All entries are to be returned verbatim.

-.-.-

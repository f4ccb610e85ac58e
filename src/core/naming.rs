use crate::core::models::{ArtifactKind, Mode, NamingTier};

pub const DIGEST_LENGTH: usize = 8;

/// First eight hex characters of the blake3 hash of `bytes`
pub fn content_digest(bytes: &[u8]) -> String {
    let hex = blake3::hash(bytes).to_hex();
    hex.as_str()[..DIGEST_LENGTH].to_string()
}

/// Expand `[name]`, `[ext]`, `[contenthash]` and `[contenthash:N]`
pub fn expand_template(template: &str, name: &str, digest: &str, ext: &str) -> String {
    let mut out = String::with_capacity(template.len() + name.len() + digest.len());
    let mut rest = template;

    while let Some(open) = rest.find('[') {
        out.push_str(&rest[..open]);
        let after = &rest[open..];
        let Some(close) = after.find(']') else {
            out.push_str(after);
            return out;
        };

        let token = &after[1..close];
        match token.split_once(':') {
            None if token == "name" => out.push_str(name),
            None if token == "ext" => out.push_str(ext),
            None if token == "contenthash" => out.push_str(digest),
            Some(("contenthash", length)) => {
                let length = length.parse::<usize>().unwrap_or(digest.len());
                out.push_str(&digest[..length.min(digest.len())]);
            }
            _ => out.push_str(&after[..=close]),
        }
        rest = &after[close + 1..];
    }

    out.push_str(rest);
    out
}

/// A requested chunk name made safe to use in a file name. Path separators
/// fold into `_`; empty, `.` and `..` segments are dropped. None when nothing
/// usable remains.
pub fn sanitize_chunk_name(name: &str) -> Option<String> {
    let segments: Vec<String> = name
        .split(|c: char| c == '/' || c == '\\')
        .map(str::trim)
        .filter(|s| !s.is_empty() && *s != "." && *s != "..")
        .map(|s| {
            s.chars()
                .map(|c| if c.is_ascii_alphanumeric() || matches!(c, '-' | '_' | '.') { c } else { '_' })
                .collect()
        })
        .collect();
    let joined = segments.join("_");
    let name = joined.trim_start_matches('.');
    (!name.is_empty()).then(|| name.to_string())
}

/// Filename template for an artifact, by mode and naming tier
pub fn filename_template(kind: ArtifactKind, tier: NamingTier, mode: Mode) -> &'static str {
    match (kind, mode) {
        (ArtifactKind::Asset, _) => "assets/[contenthash:8][ext]",
        (ArtifactKind::Script, Mode::Development) => "[name].js",
        (ArtifactKind::Style, Mode::Development) => "[name].css",
        (ArtifactKind::Style, Mode::Production) => "[name].[contenthash:8].css",
        (ArtifactKind::Script, Mode::Production) => match tier {
            NamingTier::Named => "[name].[contenthash:8].js",
            NamingTier::Generic => "vendors/[name].js",
        },
    }
}

pub fn artifact_filename(
    kind: ArtifactKind,
    tier: NamingTier,
    mode: Mode,
    name: &str,
    digest: &str,
    ext: &str,
) -> String {
    expand_template(filename_template(kind, tier, mode), name, digest, ext)
}
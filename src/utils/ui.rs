use crate::core::models::{ArtifactKind, BuildResult};
use crate::utils::bundle_analysis::format_size;
use colored::*;
use indicatif::{ProgressBar, ProgressStyle};
use std::time::Duration;

/// Terminal output for the CLI: a spinner while building, a summary after
pub struct KilnUI {
    spinner: Option<ProgressBar>,
}

impl KilnUI {
    pub fn new() -> Self {
        Self { spinner: None }
    }

    pub fn show_banner(&self, mode: &str) {
        println!(
            "\n  {} {} {}",
            "KILN".bright_cyan().bold(),
            env!("CARGO_PKG_VERSION").bright_white(),
            format!("({})", mode).bright_black()
        );
        println!();
    }

    /// Drawn only on interactive terminals; indicatif hides it otherwise
    pub fn start_spinner(&mut self, message: &str) {
        let spinner = ProgressBar::new_spinner();
        let style = ProgressStyle::with_template("  {spinner:.cyan} {msg}")
            .unwrap_or_else(|_| ProgressStyle::default_spinner());
        spinner.set_style(style);
        spinner.set_message(message.to_string());
        spinner.enable_steady_tick(Duration::from_millis(80));
        self.spinner = Some(spinner);
    }

    pub fn stop_spinner(&mut self) {
        if let Some(spinner) = self.spinner.take() {
            spinner.finish_and_clear();
        }
    }

    pub fn show_summary(&self, result: &BuildResult, outdir: &str) {
        println!();
        let mut artifacts: Vec<_> = result.artifacts.iter().collect();
        artifacts.sort_by(|a, b| a.filename.cmp(&b.filename));

        for artifact in artifacts {
            let name = match artifact.kind {
                ArtifactKind::Script => artifact.filename.bright_cyan(),
                ArtifactKind::Style => artifact.filename.bright_magenta(),
                ArtifactKind::Asset => artifact.filename.bright_green(),
            };
            println!(
                "  {} {} {}",
                format!("{}/", outdir).bright_black(),
                name,
                format!("({})", format_size(artifact.size())).bright_black()
            );
        }

        for warning in &result.warnings {
            println!("  {} {}", "⚠".bright_yellow(), warning.to_string().yellow());
        }

        if let Some(report) = &result.report_path {
            println!("  {} {}", "📊".bright_white(), report.display().to_string().bright_black());
        }

        println!();
        println!(
            "  {} {} modules built in {}",
            "✓".bright_green(),
            result.module_count.to_string().bright_white(),
            format!("{:.0}ms", result.build_time.as_secs_f64() * 1000.0)
                .bright_white()
                .bold()
        );
    }
}

impl Default for KilnUI {
    fn default() -> Self {
        Self::new()
    }
}

impl Drop for KilnUI {
    fn drop(&mut self) {
        self.stop_spinner();
    }
}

-.-.-

> Exercise output:
repository f4ccb610e85ac58e
filename src/core/naming.rs
use crate::core::models::{ArtifactKind, Mode, NamingTier};

pub const DIGEST_LENGTH: usize = 8;

/// First eight hex characters of the blake3 hash of `bytes`
pub fn content_digest(bytes: &[u8]) -> String {
    let hex = blake3::hash(bytes).to_hex();
    hex.as_str()[..DIGEST_LENGTH].to_string()
}

/// Expand `[name]`, `[ext]`, `[contenthash]` and `[contenthash:N]`
pub fn expand_template(template: &str, name: &str, digest: &str, ext: &str) -> String {
    let mut out = String::with_capacity(template.len() + name.len() + digest.len());
    let mut rest = template;

    while let Some(open) = rest.find('[') {
        out.push_str(&rest[..open]);
        let after = &rest[open..];
        let Some(close) = after.find(']') else {
            out.push_str(after);
            return out;
        };

        let token = &after[1..close];
        match token.split_once(':') {
            None if token == "name" => out.push_str(name),
            None if token == "ext" => out.push_str(ext),
            None if token == "contenthash" => out.push_str(digest),
            Some(("contenthash", length)) => {
                let length = length.parse::<usize>().unwrap_or(digest.len());
                out.push_str(&digest[..length.min(digest.len())]);
            }
            _ => out.push_str(&after[..=close]),
        }
        rest = &after[close + 1..];
    }

    out.push_str(rest);
    out
}

/// A requested chunk name made safe to use in a file name. Path separators
/// fold into `_`; empty, `.` and `..` segments are dropped. None when nothing
/// usable remains.
pub fn sanitize_chunk_name(name: &str) -> Option<String> {
    let segments: Vec<String> = name
        .split(|c: char| c == '/' || c == '\\')
        .map(str::trim)
        .filter(|s| !s.is_empty() && *s != "." && *s != "..")
        .map(|s| {
            s.chars()
                .map(|c| if c.is_ascii_alphanumeric() || matches!(c, '-' | '_' | '.') { c } else { '_' })
                .collect()
        })
        .collect();
    let joined = segments.join("_");
    let name = joined.trim_start_matches('.');
    (!name.is_empty()).then(|| name.to_string())
}

/// Filename template for an artifact, by mode and naming tier
pub fn filename_template(kind: ArtifactKind, tier: NamingTier, mode: Mode) -> &'static str {
    match (kind, mode) {
        (ArtifactKind::Asset, _) => "assets/[contenthash:8][ext]",
        (ArtifactKind::Script, Mode::Development) => "[name].js",
        (ArtifactKind::Style, Mode::Development) => "[name].css",
        (ArtifactKind::Style, Mode::Production) => "[name].[contenthash:8].css",
        (ArtifactKind::Script, Mode::Production) => match tier {
            NamingTier::Named => "[name].[contenthash:8].js",
            NamingTier::Generic => "vendors/[name].js",
        },
    }
}

pub fn artifact_filename(
    kind: ArtifactKind,
    tier: NamingTier,
    mode: Mode,
    name: &str,
    digest: &str,
    ext: &str,
) -> String {
    expand_template(filename_template(kind, tier, mode), name, digest, ext)
}
filename src/utils/ui.rs
use crate::core::models::{ArtifactKind, BuildResult};
use crate::utils::bundle_analysis::format_size;
use colored::*;
use indicatif::{ProgressBar, ProgressStyle};
use std::time::Duration;

/// Terminal output for the CLI: a spinner while building, a summary after
pub struct KilnUI {
    spinner: Option<ProgressBar>,
}

impl KilnUI {
    pub fn new() -> Self {
        Self { spinner: None }
    }

    pub fn show_banner(&self, mode: &str) {
        println!(
            "\n  {} {} {}",
            "KILN".bright_cyan().bold(),
            env!("CARGO_PKG_VERSION").bright_white(),
            format!("({})", mode).bright_black()
        );
        println!();
    }

    /// Drawn only on interactive terminals; indicatif hides it otherwise
    pub fn start_spinner(&mut self, message: &str) {
        let spinner = ProgressBar::new_spinner();
        let style = ProgressStyle::with_template("  {spinner:.cyan} {msg}")
            .unwrap_or_else(|_| ProgressStyle::default_spinner());
        spinner.set_style(style);
        spinner.set_message(message.to_string());
        spinner.enable_steady_tick(Duration::from_millis(80));
        self.spinner = Some(spinner);
    }

    pub fn stop_spinner(&mut self) {
        if let Some(spinner) = self.spinner.take() {
            spinner.finish_and_clear();
        }
    }

    pub fn show_summary(&self, result: &BuildResult, outdir: &str) {
        println!();
        let mut artifacts: Vec<_> = result.artifacts.iter().collect();
        artifacts.sort_by(|a, b| a.filename.cmp(&b.filename));

        for artifact in artifacts {
            let name = match artifact.kind {
                ArtifactKind::Script => artifact.filename.bright_cyan(),
                ArtifactKind::Style => artifact.filename.bright_magenta(),
                ArtifactKind::Asset => artifact.filename.bright_green(),
            };
            println!(
                "  {} {} {}",
                format!("{}/", outdir).bright_black(),
                name,
                format!("({})", format_size(artifact.size())).bright_black()
            );
        }

        for warning in &result.warnings {
            println!("  {} {}", "⚠".bright_yellow(), warning.to_string().yellow());
        }

        if let Some(report) = &result.report_path {
            println!("  {} {}", "📊".bright_white(), report.display().to_string().bright_black());
        }

        println!();
        println!(
            "  {} {} modules built in {}",
            "✓".bright_green(),
            result.module_count.to_string().bright_white(),
            format!("{:.0}ms", result.build_time.as_secs_f64() * 1000.0)
                .bright_white()
                .bold()
        );
    }
}

impl Default for KilnUI {
    fn default() -> Self {
        Self::new()
    }
}

impl Drop for KilnUI {
    fn drop(&mut self) {
        self.stop_spinner();
    }
}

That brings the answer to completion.